Elle se redresse. Elle me tient en main, fermement. Ses lèvres se
rapprochent des miennes et elle y dépose un léger baiser.
- Ce corset vous va à ravir Madame.
Elle a appuyé sur le mot Madame accompagné
d'un éclair troublant dans les yeux.
Elle s'est écartée.
- Voulez-vous l'enlever? Ou voulez-vous le garder
sur vous?
Je sors de ma rêverie éveillée.
- Euh, je vais le garder.
- Je vous laisse vous rhabiller alors.
Elle saisit sa jupe, s'en entoure d'un geste
élégant et ferme les attache sur le côté. Elle
s'avance vers l'escalier qu'elle descend à pas lents sans plus me
regarder. Je m'empresse de me rhabiller. J'ai les mains qui tremblent.
Mon sexe est complètement retombé, je le replace dans ma
culotte. Je ramasse moin pj et mon sac et descend l'escalier à mon
tour. J'ai les jambes qui tremblent et manque de tomber de la dernière
marche. Elle est derrière le comptoir avec sa collègue. Tout
à fait comme si rien ne s'était passé. Elle a l'étiquette
en main et enregistre l'achat sur la caisse. Elle se tourne vers moi.

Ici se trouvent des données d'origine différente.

// Operator tool: register an identity and print its API token.
//
//   issue_token <email>
//
// Uses DATABASE_URL like the server does.

use anyhow::Context;

use social_media_api::{
    config::Config,
    infrastructure::{database::SocialDatabase, identity::register_identity},
};

#[tokio::main]
async fn main() -> anyhow::Result<()> {
    tracing_subscriber::fmt().with_writer(std::io::stderr).init();

    let email = std::env::args()
        .nth(1)
        .context("usage: issue_token <email>")?;

    let config = Config::from_env()?;
    if let Some(dir) = config.database.parent_dir() {
        tokio::fs::create_dir_all(dir).await?;
    }

    let db = SocialDatabase::connect(&config.database).await?;
    let (identity, token) = register_identity(&db, &email).await?;

    tracing::info!("registered user {} <{}>", identity.user_id, identity.email);
    println!("{}", token);
    Ok(())
}
// EntProfile - application-level user record, 1:1 with an identity

use sqlx::FromRow;

use super::Entity;
use crate::core::{ProfileId, UserId};
use crate::error::{AppError, AppResult, FieldErrors};
use crate::infrastructure::database::{is_unique_violation, SocialDatabase};

#[derive(Debug, Clone, PartialEq, FromRow)]
pub struct EntProfile {
    pub id: ProfileId,
    pub user_id: UserId,
    pub username: String,
    pub first_name: String,
    pub last_name: String,
    pub bio: String,
    /// Relative media path
    pub image: Option<String>,
}

/// Validated writable fields
#[derive(Debug, Clone, PartialEq)]
pub struct ProfileFields {
    pub username: String,
    pub first_name: String,
    pub last_name: String,
    pub bio: String,
}

impl Entity for EntProfile {
    const ENTITY_TYPE: &'static str = "profile";
    const TABLE: &'static str = "profiles";
    type Id = ProfileId;
}

fn username_taken_error() -> AppError {
    AppError::Validation(FieldErrors::single(
        "username",
        "profile with this username already exists.",
    ))
}

impl EntProfile {
    pub async fn gen_for_user(db: &SocialDatabase, user_id: UserId) -> AppResult<Option<Self>> {
        let profile = sqlx::query_as::<_, Self>("SELECT * FROM profiles WHERE user_id = ?")
            .bind(user_id)
            .fetch_optional(&db.pool)
            .await?;
        Ok(profile)
    }

    pub async fn username_taken(
        db: &SocialDatabase,
        username: &str,
        except: Option<ProfileId>,
    ) -> AppResult<bool> {
        let row = sqlx::query("SELECT 1 FROM profiles WHERE username = ? AND id IS NOT ?")
            .bind(username)
            .bind(except)
            .fetch_optional(&db.pool)
            .await?;
        Ok(row.is_some())
    }

    /// Attach a new profile to `user_id`. An identity owns at most one profile.
    pub async fn create(
        db: &SocialDatabase,
        user_id: UserId,
        fields: &ProfileFields,
    ) -> AppResult<Self> {
        if Self::gen_for_user(db, user_id).await?.is_some() {
            return Err(AppError::BadRequest(
                "A profile already exists for this account.".to_string(),
            ));
        }
        if Self::username_taken(db, &fields.username, None).await? {
            return Err(username_taken_error());
        }

        let profile = sqlx::query_as::<_, Self>(
            r#"
            INSERT INTO profiles (user_id, username, first_name, last_name, bio)
            VALUES (?, ?, ?, ?, ?)
            RETURNING *
            "#,
        )
        .bind(user_id)
        .bind(&fields.username)
        .bind(&fields.first_name)
        .bind(&fields.last_name)
        .bind(&fields.bio)
        .fetch_one(&db.pool)
        .await
        .map_err(|e| {
            if is_unique_violation(&e) {
                username_taken_error()
            } else {
                AppError::from(e)
            }
        })?;

        tracing::info!(
            "created profile {} ({}) for user {}",
            profile.id,
            profile.username,
            user_id
        );
        Ok(profile)
    }

    pub async fn update(&mut self, db: &SocialDatabase, fields: ProfileFields) -> AppResult<()> {
        if Self::username_taken(db, &fields.username, Some(self.id)).await? {
            return Err(username_taken_error());
        }

        sqlx::query(
            "UPDATE profiles SET username = ?, first_name = ?, last_name = ?, bio = ? WHERE id = ?",
        )
        .bind(&fields.username)
        .bind(&fields.first_name)
        .bind(&fields.last_name)
        .bind(&fields.bio)
        .bind(self.id)
        .execute(&db.pool)
        .await
        .map_err(|e| {
            if is_unique_violation(&e) {
                username_taken_error()
            } else {
                AppError::from(e)
            }
        })?;

        self.username = fields.username;
        self.first_name = fields.first_name;
        self.last_name = fields.last_name;
        self.bio = fields.bio;
        Ok(())
    }

    /// Point the profile at a new image; returns the path it replaced.
    pub async fn set_image(
        &mut self,
        db: &SocialDatabase,
        image: String,
    ) -> AppResult<Option<String>> {
        sqlx::query("UPDATE profiles SET image = ? WHERE id = ?")
            .bind(&image)
            .bind(self.id)
            .execute(&db.pool)
            .await?;
        Ok(self.image.replace(image))
    }

    pub fn fields(&self) -> ProfileFields {
        ProfileFields {
            username: self.username.clone(),
            first_name: self.first_name.clone(),
            last_name: self.last_name.clone(),
            bio: self.bio.clone(),
        }
    }
}
// SocialGraphService - the asymmetric follow graph between profiles
// Follow and unfollow are guarded check-then-mutate operations, not toggles.

use crate::{
    core::ProfileId,
    entities::EntProfile,
    error::{AppError, AppResult},
    infrastructure::database::SocialDatabase,
};

#[derive(Clone)]
pub struct SocialGraphService {
    db: SocialDatabase,
}

impl SocialGraphService {
    pub fn new(db: SocialDatabase) -> Self {
        Self { db }
    }

    pub async fn is_following(&self, follower: ProfileId, following: ProfileId) -> AppResult<bool> {
        let row = sqlx::query(
            "SELECT 1 FROM profile_followings WHERE follower_id = ? AND following_id = ?",
        )
        .bind(follower)
        .bind(following)
        .fetch_optional(&self.db.pool)
        .await?;
        Ok(row.is_some())
    }

    /// Add the edge `actor -> target`; returns the success message.
    pub async fn follow(&self, actor: ProfileId, target: &EntProfile) -> AppResult<String> {
        if actor == target.id || self.is_following(actor, target.id).await? {
            tracing::debug!("profile {} cannot follow {}", actor, target.id);
            return Err(AppError::BadRequest(format!(
                "You have already followed {}!",
                target.username
            )));
        }

        sqlx::query(
            "INSERT OR IGNORE INTO profile_followings (follower_id, following_id) VALUES (?, ?)",
        )
        .bind(actor)
        .bind(target.id)
        .execute(&self.db.pool)
        .await?;

        tracing::info!("profile {} followed {}", actor, target.id);
        Ok(format!("You have successfully followed {}.", target.username))
    }

    /// Remove the edge `actor -> target`; returns the success message.
    pub async fn unfollow(&self, actor: ProfileId, target: &EntProfile) -> AppResult<String> {
        if actor == target.id || !self.is_following(actor, target.id).await? {
            tracing::debug!("profile {} is not following {}", actor, target.id);
            return Err(AppError::BadRequest(format!(
                "You have not followed {} yet!",
                target.username
            )));
        }

        sqlx::query("DELETE FROM profile_followings WHERE follower_id = ? AND following_id = ?")
            .bind(actor)
            .bind(target.id)
            .execute(&self.db.pool)
            .await?;

        tracing::info!("profile {} unfollowed {}", actor, target.id);
        Ok(format!("You have successfully unfollowed {}.", target.username))
    }

    /// Usernames `profile` follows, alphabetical.
    pub async fn followings_of(&self, profile: ProfileId) -> AppResult<Vec<String>> {
        let usernames = sqlx::query_scalar::<_, String>(
            r#"
            SELECT p.username FROM profile_followings f
            JOIN profiles p ON p.id = f.following_id
            WHERE f.follower_id = ?
            ORDER BY p.username
            "#,
        )
        .bind(profile)
        .fetch_all(&self.db.pool)
        .await?;
        Ok(usernames)
    }

    /// Usernames following `profile`, alphabetical.
    pub async fn followers_of(&self, profile: ProfileId) -> AppResult<Vec<String>> {
        let usernames = sqlx::query_scalar::<_, String>(
            r#"
            SELECT p.username FROM profile_followings f
            JOIN profiles p ON p.id = f.follower_id
            WHERE f.following_id = ?
            ORDER BY p.username
            "#,
        )
        .bind(profile)
        .fetch_all(&self.db.pool)
        .await?;
        Ok(usernames)
    }
}
// Identity seam - the external identity provider as seen by this service.
// Tokens are only validated here; issuing them belongs to the provider.

use async_trait::async_trait;
use rand::RngCore;
use sqlx::Row;

use crate::core::{ProfileId, Timestamp, UserId};
use crate::error::{AppError, AppResult};
use crate::infrastructure::database::{is_unique_violation, SocialDatabase};

/// An authenticated identity record and the profile attached to it, if any.
#[derive(Debug, Clone, PartialEq)]
pub struct Identity {
    pub user_id: UserId,
    pub email: String,
    pub profile_id: Option<ProfileId>,
}

#[async_trait]
pub trait IdentityProvider: Send + Sync {
    /// Resolve a token to its identity; `None` for unknown tokens.
    async fn authenticate(&self, token: &str) -> AppResult<Option<Identity>>;
}

pub struct SqliteIdentityProvider {
    db: SocialDatabase,
}

impl SqliteIdentityProvider {
    pub fn new(db: SocialDatabase) -> Self {
        Self { db }
    }
}

#[async_trait]
impl IdentityProvider for SqliteIdentityProvider {
    async fn authenticate(&self, token: &str) -> AppResult<Option<Identity>> {
        let row = sqlx::query(
            r#"
            SELECT u.id AS user_id, u.email AS email, p.id AS profile_id
            FROM auth_tokens t
            JOIN users u ON u.id = t.user_id
            LEFT JOIN profiles p ON p.user_id = u.id
            WHERE t.key = ?
            "#,
        )
        .bind(token)
        .fetch_optional(&self.db.pool)
        .await?;

        Ok(row.map(|row| Identity {
            user_id: row.get("user_id"),
            email: row.get("email"),
            profile_id: row.get("profile_id"),
        }))
    }
}

fn generate_token() -> String {
    let mut bytes = [0u8; 20];
    rand::rng().fill_bytes(&mut bytes);
    bytes.iter().map(|b| format!("{:02x}", b)).collect()
}

/// Create an identity record with a fresh token. Development and test tooling only.
pub async fn register_identity(db: &SocialDatabase, email: &str) -> AppResult<(Identity, String)> {
    let now = Timestamp::now();
    let mut tx = db.pool.begin().await?;

    let user_id: UserId = sqlx::query(
        "INSERT INTO users (email, date_joined) VALUES (?, ?) RETURNING id",
    )
    .bind(email)
    .bind(now)
    .fetch_one(&mut *tx)
    .await
    .map_err(|e| {
        if is_unique_violation(&e) {
            AppError::BadRequest(format!("An identity for {} already exists.", email))
        } else {
            AppError::from(e)
        }
    })?
    .get("id");

    let token = generate_token();
    sqlx::query("INSERT INTO auth_tokens (key, user_id, created) VALUES (?, ?, ?)")
        .bind(&token)
        .bind(user_id)
        .bind(now)
        .execute(&mut *tx)
        .await?;

    tx.commit().await?;
    tracing::info!("registered identity {} ({})", user_id, email);

    Ok((
        Identity {
            user_id,
            email: email.to_string(),
            profile_id: None,
        },
        token,
    ))
}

- Avez-vous une carte de fidélité
monsieur?
- Euh, non…
- Je vais vous en faire une… chaque achat vous
donne automatiquement droit à 10 % sur le prochain achat.
- Euh, oui, merci.
Que pense sa copine? Je vais payer et je n'ai
rien en main… puisque j'ai gardé le corset sur moi. Je tend ma carte
visa. Voilà, tout est réglé. Elle me tend ma souche,
la carte, ma carte visa et un calendrier Aubade. Elle glisse le tout dans
un beau sac papier. J'y glisse mon pj. Elle sourit.
Elle fait le tour du comptoir, se dirige vers
la porte. Il fait noir dehors. Elle l'ouvre, me tend la main je la prend…
elle me tient trop longtemps, les yeux dans les miens…
- Si quelque chose n'allait pas, n'hésitez
pas, vous pouvez échanger l'article si vous le ramenez dans les
7 jours. J'espère que vous reviendrez nous voir Monsieur. Merci
de votre visite. Bonsoir.
Sa main glisse hors de la mienne comme une caresse.
J'en suis troublé.
- Bonsoir…
Je descend les trois marches, je suis dans la
rue. Elle a refermé la porte vitrée et fait un petit geste
de la main.
Bonne vendeuse ou plus? En tous cas, je reviendrai.